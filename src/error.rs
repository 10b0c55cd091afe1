use reqwest::StatusCode;
use serde::Deserialize;
use thiserror::Error;

/// Failures surfaced by calls to the story service.
#[derive(Debug, Clone, Error, PartialEq, Eq)]
pub enum ApiError {
    #[error("could not reach the story service: {0}")]
    Network(String),
    #[error("not authorized: {0}")]
    Auth(String),
    #[error("request rejected: {0}")]
    Validation(String),
    #[error("not found: {0}")]
    NotFound(String),
}

#[derive(Debug, Deserialize)]
struct ErrorBody {
    error: ErrorDetail,
}

#[derive(Debug, Deserialize)]
struct ErrorDetail {
    message: String,
}

impl ApiError {
    /// Classify a non-success response. `body` is the raw response text; the
    /// service's `error.message` is used when it can be found.
    pub fn from_status(status: StatusCode, body: &str) -> Self {
        let message = serde_json::from_str::<ErrorBody>(body)
            .map(|b| b.error.message)
            .unwrap_or_else(|_| {
                status
                    .canonical_reason()
                    .unwrap_or("unexpected response")
                    .to_string()
            });

        match status {
            StatusCode::UNAUTHORIZED | StatusCode::FORBIDDEN => ApiError::Auth(message),
            StatusCode::NOT_FOUND => ApiError::NotFound(message),
            s if s.is_client_error() => ApiError::Validation(message),
            _ => ApiError::Network(format!("{} ({})", message, status.as_u16())),
        }
    }

    /// Text shown to the user when an explicit action fails.
    pub fn user_message(&self) -> String {
        match self {
            ApiError::Network(_) => "The story service could not be reached. \
                 Check your connection and try again."
                .to_string(),
            ApiError::Auth(msg) => format!("You are not authorized to do that: {}", msg),
            ApiError::Validation(msg) => format!("The service rejected that request: {}", msg),
            ApiError::NotFound(msg) => format!("That no longer exists: {}", msg),
        }
    }

    pub fn kind(&self) -> &'static str {
        match self {
            ApiError::Network(_) => "network",
            ApiError::Auth(_) => "auth",
            ApiError::Validation(_) => "validation",
            ApiError::NotFound(_) => "not_found",
        }
    }
}

impl From<reqwest::Error> for ApiError {
    fn from(err: reqwest::Error) -> Self {
        match err.status() {
            Some(status) => ApiError::from_status(status, ""),
            None => ApiError::Network(err.to_string()),
        }
    }
}
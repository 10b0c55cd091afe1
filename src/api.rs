use reqwest::blocking::{Client, RequestBuilder, Response};
use serde::de::DeserializeOwned;
use serde_json::json;
use std::time::Duration;
use tracing::debug;

use crate::config::ApiSection;
use crate::error::ApiError;
use crate::models::{
    AuthResponse, NewStory, StoriesEnvelope, Story, StoryEnvelope, UserEnvelope, UserRecord,
};

pub type ApiResult<T> = Result<T, ApiError>;

/// Every call the client makes to the story service.
///
/// Implementations must be callable from worker threads.
pub trait StoryApi: Send + Sync {
    fn fetch_stories(&self) -> ApiResult<Vec<Story>>;
    fn create_story(&self, token: &str, story: &NewStory) -> ApiResult<Story>;
    fn delete_story(&self, token: &str, story_id: &str) -> ApiResult<()>;
    fn sign_up(&self, username: &str, password: &str, name: &str) -> ApiResult<AuthResponse>;
    fn log_in(&self, username: &str, password: &str) -> ApiResult<AuthResponse>;
    fn fetch_user(&self, token: &str, username: &str) -> ApiResult<UserRecord>;
    fn add_favorite(&self, token: &str, username: &str, story_id: &str) -> ApiResult<()>;
    fn remove_favorite(&self, token: &str, username: &str, story_id: &str) -> ApiResult<()>;
}

pub struct HackOrSnoozeClient {
    client: Client,
    base_url: String,
}

impl HackOrSnoozeClient {
    pub fn new(settings: &ApiSection) -> anyhow::Result<Self> {
        let client = Client::builder()
            .timeout(Duration::from_secs(settings.timeout_secs))
            .user_agent(settings.user_agent.clone())
            .build()?;

        Ok(Self {
            client,
            base_url: settings.base_url.trim_end_matches('/').to_string(),
        })
    }

    fn endpoint(&self, path: &str) -> String {
        format!("{}{}", self.base_url, path)
    }

    fn favorite_endpoint(&self, username: &str, story_id: &str) -> String {
        self.endpoint(&format!(
            "/users/{}/favorites/{}",
            urlencoding::encode(username),
            urlencoding::encode(story_id)
        ))
    }

    // Sends the request and turns any non-success status into an ApiError.
    fn send(&self, request: RequestBuilder) -> ApiResult<Response> {
        let response = request.send()?;
        let status = response.status();
        if status.is_success() {
            return Ok(response);
        }

        let body = response.text().unwrap_or_default();
        debug!(status = status.as_u16(), "story service returned an error");
        Err(ApiError::from_status(status, &body))
    }

    fn send_json<T: DeserializeOwned>(&self, request: RequestBuilder) -> ApiResult<T> {
        let response = self.send(request)?;
        response
            .json::<T>()
            .map_err(|e| ApiError::Network(format!("malformed response: {}", e)))
    }
}

impl StoryApi for HackOrSnoozeClient {
    fn fetch_stories(&self) -> ApiResult<Vec<Story>> {
        let envelope: StoriesEnvelope = self.send_json(self.client.get(self.endpoint("/stories")))?;
        debug!(count = envelope.stories.len(), "fetched stories");
        Ok(envelope.stories)
    }

    fn create_story(&self, token: &str, story: &NewStory) -> ApiResult<Story> {
        let request = self
            .client
            .post(self.endpoint("/stories"))
            .json(&json!({ "token": token, "story": story }));
        let envelope: StoryEnvelope = self.send_json(request)?;
        Ok(envelope.story)
    }

    fn delete_story(&self, token: &str, story_id: &str) -> ApiResult<()> {
        let url = self.endpoint(&format!("/stories/{}", urlencoding::encode(story_id)));
        self.send(self.client.delete(url).json(&json!({ "token": token })))?;
        Ok(())
    }

    fn sign_up(&self, username: &str, password: &str, name: &str) -> ApiResult<AuthResponse> {
        let body = json!({ "user": { "username": username, "password": password, "name": name } });
        self.send_json(self.client.post(self.endpoint("/signup")).json(&body))
    }

    fn log_in(&self, username: &str, password: &str) -> ApiResult<AuthResponse> {
        let body = json!({ "user": { "username": username, "password": password } });
        self.send_json(self.client.post(self.endpoint("/login")).json(&body))
    }

    fn fetch_user(&self, token: &str, username: &str) -> ApiResult<UserRecord> {
        let url = self.endpoint(&format!("/users/{}", urlencoding::encode(username)));
        let envelope: UserEnvelope =
            self.send_json(self.client.get(url).query(&[("token", token)]))?;
        Ok(envelope.user)
    }

    fn add_favorite(&self, token: &str, username: &str, story_id: &str) -> ApiResult<()> {
        let url = self.favorite_endpoint(username, story_id);
        self.send(self.client.post(url).json(&json!({ "token": token })))?;
        Ok(())
    }

    fn remove_favorite(&self, token: &str, username: &str, story_id: &str) -> ApiResult<()> {
        let url = self.favorite_endpoint(username, story_id);
        self.send(self.client.delete(url).json(&json!({ "token": token })))?;
        Ok(())
    }
}

/// In-memory stand-in for the story service.
#[cfg(test)]
pub(crate) mod fake {
    use super::*;
    use chrono::Utc;
    use std::collections::{HashMap, HashSet};
    use std::sync::Mutex;

    struct Account {
        password: String,
        name: String,
        token: String,
        favorites: Vec<String>,
    }

    #[derive(Default)]
    struct State {
        stories: Vec<Story>,
        accounts: HashMap<String, Account>,
        next_id: u32,
        failure: Option<ApiError>,
        expired_tokens: HashSet<String>,
    }

    #[derive(Default)]
    pub struct FakeApi {
        state: Mutex<State>,
    }

    impl FakeApi {
        pub fn new() -> Self {
            Self::default()
        }

        pub fn with_stories(stories: Vec<Story>) -> Self {
            let api = Self::new();
            api.state.lock().unwrap().stories = stories;
            api
        }

        /// Every following call fails with `error` until cleared.
        pub fn fail_with(&self, error: Option<ApiError>) {
            self.state.lock().unwrap().failure = error;
        }

        pub fn expire_token(&self, token: &str) {
            self.state.lock().unwrap().expired_tokens.insert(token.to_string());
        }

        pub fn server_favorites(&self, username: &str) -> Vec<String> {
            let state = self.state.lock().unwrap();
            state
                .accounts
                .get(username)
                .map(|a| a.favorites.clone())
                .unwrap_or_default()
        }

        pub fn story_count(&self) -> usize {
            self.state.lock().unwrap().stories.len()
        }

        fn check_failure(state: &State) -> ApiResult<()> {
            match &state.failure {
                Some(err) => Err(err.clone()),
                None => Ok(()),
            }
        }

        fn user_for_token(state: &State, token: &str) -> ApiResult<String> {
            if state.expired_tokens.contains(token) {
                return Err(ApiError::Auth("token expired".to_string()));
            }
            state
                .accounts
                .iter()
                .find(|(_, a)| a.token == token)
                .map(|(u, _)| u.clone())
                .ok_or_else(|| ApiError::Auth("invalid token".to_string()))
        }

        fn record(state: &State, username: &str) -> UserRecord {
            let account = &state.accounts[username];
            let lookup = |id: &String| state.stories.iter().find(|s| &s.story_id == id).cloned();
            UserRecord {
                username: username.to_string(),
                name: account.name.clone(),
                created_at: Utc::now(),
                favorites: account.favorites.iter().filter_map(lookup).collect(),
                stories: state
                    .stories
                    .iter()
                    .filter(|s| s.username == username)
                    .cloned()
                    .collect(),
            }
        }
    }

    impl StoryApi for FakeApi {
        fn fetch_stories(&self) -> ApiResult<Vec<Story>> {
            let state = self.state.lock().unwrap();
            Self::check_failure(&state)?;
            Ok(state.stories.clone())
        }

        fn create_story(&self, token: &str, story: &NewStory) -> ApiResult<Story> {
            let mut state = self.state.lock().unwrap();
            Self::check_failure(&state)?;
            let username = Self::user_for_token(&state, token)?;
            if story.title.is_empty() || story.url.is_empty() {
                return Err(ApiError::Validation("title and url are required".to_string()));
            }
            state.next_id += 1;
            let created = Story {
                story_id: format!("story-{}", state.next_id),
                title: story.title.clone(),
                author: story.author.clone(),
                url: story.url.clone(),
                username,
                created_at: Utc::now(),
            };
            state.stories.insert(0, created.clone());
            Ok(created)
        }

        fn delete_story(&self, token: &str, story_id: &str) -> ApiResult<()> {
            let mut state = self.state.lock().unwrap();
            Self::check_failure(&state)?;
            Self::user_for_token(&state, token)?;
            let before = state.stories.len();
            state.stories.retain(|s| s.story_id != story_id);
            if state.stories.len() == before {
                return Err(ApiError::NotFound(format!("no story {}", story_id)));
            }
            for account in state.accounts.values_mut() {
                account.favorites.retain(|id| id != story_id);
            }
            Ok(())
        }

        fn sign_up(&self, username: &str, password: &str, name: &str) -> ApiResult<AuthResponse> {
            let mut state = self.state.lock().unwrap();
            Self::check_failure(&state)?;
            if state.accounts.contains_key(username) {
                return Err(ApiError::Validation(format!("username {} taken", username)));
            }
            let token = format!("token-{}", username);
            state.accounts.insert(
                username.to_string(),
                Account {
                    password: password.to_string(),
                    name: name.to_string(),
                    token: token.clone(),
                    favorites: Vec::new(),
                },
            );
            Ok(AuthResponse { token, user: Self::record(&state, username) })
        }

        fn log_in(&self, username: &str, password: &str) -> ApiResult<AuthResponse> {
            let state = self.state.lock().unwrap();
            Self::check_failure(&state)?;
            match state.accounts.get(username) {
                Some(account) if account.password == password => Ok(AuthResponse {
                    token: account.token.clone(),
                    user: Self::record(&state, username),
                }),
                Some(_) => Err(ApiError::Auth("Invalid password".to_string())),
                None => Err(ApiError::NotFound(format!(
                    "Could not find user with username of {}",
                    username
                ))),
            }
        }

        fn fetch_user(&self, token: &str, username: &str) -> ApiResult<UserRecord> {
            let state = self.state.lock().unwrap();
            Self::check_failure(&state)?;
            if !state.accounts.contains_key(username) {
                return Err(ApiError::NotFound(format!("no user {}", username)));
            }
            if Self::user_for_token(&state, token)? != username {
                return Err(ApiError::Auth("token does not match user".to_string()));
            }
            Ok(Self::record(&state, username))
        }

        fn add_favorite(&self, token: &str, username: &str, story_id: &str) -> ApiResult<()> {
            let mut state = self.state.lock().unwrap();
            Self::check_failure(&state)?;
            Self::user_for_token(&state, token)?;
            if !state.stories.iter().any(|s| s.story_id == story_id) {
                return Err(ApiError::NotFound(format!("no story {}", story_id)));
            }
            if let Some(account) = state.accounts.get_mut(username) {
                if !account.favorites.iter().any(|id| id == story_id) {
                    account.favorites.push(story_id.to_string());
                }
            }
            Ok(())
        }

        fn remove_favorite(&self, token: &str, username: &str, story_id: &str) -> ApiResult<()> {
            let mut state = self.state.lock().unwrap();
            Self::check_failure(&state)?;
            Self::user_for_token(&state, token)?;
            if let Some(account) = state.accounts.get_mut(username) {
                account.favorites.retain(|id| id != story_id);
            }
            Ok(())
        }
    }
}
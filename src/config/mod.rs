//! Configuration management

use serde::{Deserialize, Serialize};
use std::path::{Path, PathBuf};
use std::time::Duration;

use crate::audio::SoundConfig;
use crate::countdown::{CountdownSettings, LateStartPolicy};
use crate::error::{ConfigError, ConfigResult};
use crate::offset::DEFAULT_TIME_URL;

/// Application configuration, stored as TOML
#[derive(Debug, Clone, Default, Serialize, Deserialize)]
#[serde(default)]
pub struct Config {
    /// Countdown timing
    pub schedule: ScheduleConfig,

    /// Sound played at the target instant
    pub sound: SoundConfig,

    /// Clock correction against a time authority
    pub time_sync: TimeSyncConfig,
}

/// `[schedule]` section
#[derive(Debug, Clone, Serialize, Deserialize)]
#[serde(default)]
pub struct ScheduleConfig {
    /// Sampling cadence in milliseconds
    pub tick_interval_ms: u64,

    /// Remaining time below which the precise one-shot is armed
    pub arm_threshold_ms: u64,

    /// "refuse" or "fire" when the target has already passed
    pub late_start: LateStartPolicy,
}

impl Default for ScheduleConfig {
    fn default() -> Self {
        let settings = CountdownSettings::default();
        Self {
            tick_interval_ms: settings.tick_interval.as_millis() as u64,
            arm_threshold_ms: settings.arm_threshold.as_millis() as u64,
            late_start: settings.late_start,
        }
    }
}

impl ScheduleConfig {
    /// Countdown settings described by this section
    pub fn settings(&self) -> CountdownSettings {
        CountdownSettings {
            tick_interval: Duration::from_millis(self.tick_interval_ms),
            arm_threshold: Duration::from_millis(self.arm_threshold_ms),
            late_start: self.late_start,
        }
    }
}

/// `[time_sync]` section
#[derive(Debug, Clone, Serialize, Deserialize)]
#[serde(default)]
pub struct TimeSyncConfig {
    /// Probe the time authority at startup
    pub enabled: bool,

    /// Endpoint returning JSON with a `utc_datetime` field
    pub url: String,

    /// Request timeout in seconds
    pub timeout_secs: u64,
}

impl Default for TimeSyncConfig {
    fn default() -> Self {
        Self {
            enabled: false,
            url: DEFAULT_TIME_URL.to_string(),
            timeout_secs: 10,
        }
    }
}

impl Config {
    /// Load configuration from file or create default
    pub fn load() -> ConfigResult<Self> {
        let config_path = Self::config_path()?;

        if config_path.exists() {
            Self::load_from(&config_path)
        } else {
            let config = Self::default();
            config.save_to(&config_path)?;
            tracing::info!(path = %config_path.display(), "Created default config");
            Ok(config)
        }
    }

    /// Load and validate configuration from `path`
    pub fn load_from(path: &Path) -> ConfigResult<Self> {
        let content = std::fs::read_to_string(path)?;
        let config: Self = toml::from_str(&content)?;
        config.validate()?;
        Ok(config)
    }

    /// Save configuration to the default location
    pub fn save(&self) -> ConfigResult<()> {
        self.save_to(&Self::config_path()?)
    }

    /// Save configuration to `path`, creating parent directories
    pub fn save_to(&self, path: &Path) -> ConfigResult<()> {
        if let Some(parent) = path.parent() {
            std::fs::create_dir_all(parent)?;
        }

        let content = toml::to_string_pretty(self)?;
        std::fs::write(path, content)?;
        Ok(())
    }

    /// Get the path to the configuration file
    pub fn config_path() -> ConfigResult<PathBuf> {
        let config_dir = dirs::config_dir().ok_or(ConfigError::NoConfigDir)?;

        Ok(config_dir.join("timed-playback").join("config.toml"))
    }

    /// Reject settings the countdown cannot honor
    pub fn validate(&self) -> ConfigResult<()> {
        let schedule = &self.schedule;

        if schedule.tick_interval_ms == 0 {
            return Err(ConfigError::InvalidValue(
                "schedule.tick_interval_ms must be positive".to_string(),
            ));
        }

        // Otherwise a tick could skip the whole arming window.
        if schedule.arm_threshold_ms <= schedule.tick_interval_ms {
            return Err(ConfigError::InvalidValue(format!(
                "schedule.arm_threshold_ms ({}) must exceed tick_interval_ms ({})",
                schedule.arm_threshold_ms, schedule.tick_interval_ms
            )));
        }

        if !(0.0..=1.0).contains(&self.sound.volume) {
            return Err(ConfigError::InvalidValue(format!(
                "sound.volume {} is outside 0.0..=1.0",
                self.sound.volume
            )));
        }

        if self.time_sync.enabled && self.time_sync.url.trim().is_empty() {
            return Err(ConfigError::InvalidValue(
                "time_sync.url is empty".to_string(),
            ));
        }

        Ok(())
    }
}
//! Timed Playback Library
//!
//! Counts down to a wall-clock instant and starts audio playback exactly
//! at that instant. A coarse one-second ticker drives the display while a
//! precise one-shot timer, armed during the final seconds, fires playback.
//! Exposes modules for clocks, timers, the countdown state machine, audio,
//! clock-offset probing and configuration.

#![warn(missing_docs)]

pub mod audio;
pub mod clock;
pub mod config;
pub mod countdown;
pub mod error;
pub mod metrics;
pub mod offset;
pub mod timer;

// Re-export commonly used types
pub use audio::{AudioPlayer, AudioTrigger, SoundConfig, SoundEffect};
pub use clock::{Clock, EpochMillis, OffsetClock, SystemClock};
pub use config::{Config, ScheduleConfig, TimeSyncConfig};
pub use countdown::{
    display_string, parse_target, CountdownSettings, CountdownUpdate, LateStartPolicy, Phase,
    PlaybackTrigger, RemainingDisplay, ScheduledCountdown,
};
pub use error::{ConfigError, CountdownError, ProbeError, TimerError};
pub use metrics::SessionMetrics;
pub use offset::{OffsetService, ProbeState, TimeOffsetProbe};
pub use timer::{LoopTimer, LoopTimers, OneShotTimer, SessionId, Ticker, TimerEvent};
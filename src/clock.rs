//! Wall-clock sources
//!
//! The countdown compares absolute instants, so every source reports
//! milliseconds since the Unix epoch.

use std::cell::Cell;
use std::rc::Rc;

/// Milliseconds since the Unix epoch
pub type EpochMillis = i64;

/// Source of the current wall-clock time
pub trait Clock {
    /// Current time in epoch milliseconds
    fn now_millis(&self) -> EpochMillis;
}

impl<C: Clock + ?Sized> Clock for &C {
    fn now_millis(&self) -> EpochMillis {
        (**self).now_millis()
    }
}

impl<C: Clock + ?Sized> Clock for Rc<C> {
    fn now_millis(&self) -> EpochMillis {
        (**self).now_millis()
    }
}

/// Local system clock
#[derive(Debug, Clone, Copy, Default)]
pub struct SystemClock;

impl Clock for SystemClock {
    fn now_millis(&self) -> EpochMillis {
        chrono::Utc::now().timestamp_millis()
    }
}

/// Clock corrected by an offset that can change while a countdown runs
///
/// The offset is shared so a time authority probe can update it after the
/// countdown has been built; the next tick picks the correction up.
#[derive(Debug, Clone)]
pub struct OffsetClock<C> {
    inner: C,
    offset: Rc<Cell<i64>>,
}

impl<C: Clock> OffsetClock<C> {
    /// Wrap `inner` with a zero offset
    pub fn new(inner: C) -> Self {
        Self {
            inner,
            offset: Rc::new(Cell::new(0)),
        }
    }

    /// Shared handle to the offset applied to every reading
    pub fn offset_handle(&self) -> Rc<Cell<i64>> {
        Rc::clone(&self.offset)
    }

    /// Replace the current correction
    pub fn set_offset(&self, offset_millis: i64) {
        self.offset.set(offset_millis);
    }

    /// Current correction in milliseconds
    pub fn offset(&self) -> i64 {
        self.offset.get()
    }
}

impl<C: Clock> Clock for OffsetClock<C> {
    fn now_millis(&self) -> EpochMillis {
        self.inner.now_millis() + self.offset.get()
    }
}

#[cfg(test)]
mod tests {
    use super::*;

    struct Fixed(EpochMillis);

    impl Clock for Fixed {
        fn now_millis(&self) -> EpochMillis {
            self.0
        }
    }

    #[test]
    fn test_system_clock_is_epoch_based() {
        // 2020-01-01T00:00:00Z
        assert!(SystemClock.now_millis() > 1_577_836_800_000);
    }

    #[test]
    fn test_offset_clock_applies_correction() {
        let clock = OffsetClock::new(Fixed(10_000));
        assert_eq!(clock.now_millis(), 10_000);

        clock.set_offset(-250);
        assert_eq!(clock.now_millis(), 9_750);
        assert_eq!(clock.offset(), -250);
    }

    #[test]
    fn test_offset_handle_is_shared() {
        let clock = OffsetClock::new(Fixed(0));
        let handle = clock.offset_handle();
        handle.set(1_500);
        assert_eq!(clock.now_millis(), 1_500);
    }
}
::::::::::
■ **DESCRIPTION OF THE TASK**
Go through the entries and copy every line that has "Sized".

■ **ANSWER**
impl<C: Clock + ?Sized> Clock for &C {
impl<C: Clock + ?Sized> Clock for Rc<C> {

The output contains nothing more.